The intracellular environment in which biological reactions occur is crowded with macromolecules and subdivided into microenvironments that differ in both physical properties and chemical composition. The work described here combines experimental and computational model systems to help understand the consequences of this heterogeneous reaction media on the outcome of coupled enzyme reactions. Our experimental model system for solution heterogeneity is a biphasic polyethylene glycol (PEG)/sodium citrate aqueous mixture that provides coexisting PEG-rich and citrate-rich phases. Reaction kinetics for the coupled enzyme reaction between glucose oxidase (GOX) and horseradish peroxidase (HRP) were measured in the PEG/citrate aqueous two-phase system (ATPS).
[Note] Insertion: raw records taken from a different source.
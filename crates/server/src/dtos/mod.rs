use models::pagination::PageRequest;
use serde::Deserialize;
use utoipa::IntoParams;

pub mod academic;
pub mod auth;
pub mod classroom;
pub mod course;
pub mod department;
pub mod student;

/// `page`/`limit` query pair; out of range values are clamped
#[derive(Debug, Default, Deserialize, IntoParams)]
#[into_params(parameter_in = Query)]
pub struct PageQuery {
    /// Page number, starting at 1
    pub page: Option<u64>,
    /// Page size, 1 to 100
    pub limit: Option<u64>,
}

impl From<PageQuery> for PageRequest {
    fn from(query: PageQuery) -> Self {
        PageRequest::new(query.page, query.limit)
    }
}
use sea_orm::entity::prelude::*;
use serde::{Deserialize, Serialize};
use strum::{Display, EnumString};

/// Day of the week a class meets, using the campus' Indonesian day names
#[derive(
    Debug,
    Clone,
    Copy,
    PartialEq,
    Eq,
    Hash,
    EnumIter,
    DeriveActiveEnum,
    Display,
    EnumString,
    Serialize,
    Deserialize,
)]
#[sea_orm(rs_type = "String", db_type = "Text")]
#[serde(rename_all = "lowercase")]
#[strum(serialize_all = "lowercase", ascii_case_insensitive)]
pub enum Day {
    #[sea_orm(string_value = "senin")]
    Senin,
    #[sea_orm(string_value = "selasa")]
    Selasa,
    #[sea_orm(string_value = "rabu")]
    Rabu,
    #[sea_orm(string_value = "kamis")]
    Kamis,
    #[sea_orm(string_value = "jumat")]
    Jumat,
    #[sea_orm(string_value = "sabtu")]
    Sabtu,
    #[sea_orm(string_value = "minggu")]
    Minggu,
}

impl Day {
    /// Days in calendar order, Monday first
    pub const WEEK: [Self; 7] = [
        Self::Senin,
        Self::Selasa,
        Self::Rabu,
        Self::Kamis,
        Self::Jumat,
        Self::Sabtu,
        Self::Minggu,
    ];

    /// Position within the week, starting at 1 for Monday
    pub fn ordinal(self) -> u8 {
        match self {
            Self::Senin => 1,
            Self::Selasa => 2,
            Self::Rabu => 3,
            Self::Kamis => 4,
            Self::Jumat => 5,
            Self::Sabtu => 6,
            Self::Minggu => 7,
        }
    }

    /// Capitalised name used as the key of the weekly schedule view
    pub fn label(self) -> &'static str {
        match self {
            Self::Senin => "Senin",
            Self::Selasa => "Selasa",
            Self::Rabu => "Rabu",
            Self::Kamis => "Kamis",
            Self::Jumat => "Jumat",
            Self::Sabtu => "Sabtu",
            Self::Minggu => "Minggu",
        }
    }
}

impl PartialOrd for Day {
    fn partial_cmp(&self, other: &Self) -> Option<std::cmp::Ordering> {
        Some(self.cmp(other))
    }
}

impl Ord for Day {
    fn cmp(&self, other: &Self) -> std::cmp::Ordering {
        self.ordinal().cmp(&other.ordinal())
    }
}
Enzyme kinetics differed between the two phases, particularly for the HRP. Both enzymes, as well as the substrates glucose and H2O2, partitioned to the citrate-rich phase; however, the Amplex Red substrate necessary to complete the sequential reaction partitioned strongly to the PEG-rich phase. Reactions in ATPS were quantitatively described by a mathematical model that incorporated measured partitioning and kinetic parameters. The model was then extended to new reaction conditions, i.e., higher enzyme concentration. Both experimental and computational results suggest mass transfer across the interface is vital to maintain the observed rate of product formation, which may be a means of metabolic regulation in vivo. Although outcomes for a specific system will depend on the particulars of the enzyme reactions and the microenvironments, this work demonstrates how coupled enzymatic reactions in complex, heterogeneous media can be understood in terms of a mathematical model.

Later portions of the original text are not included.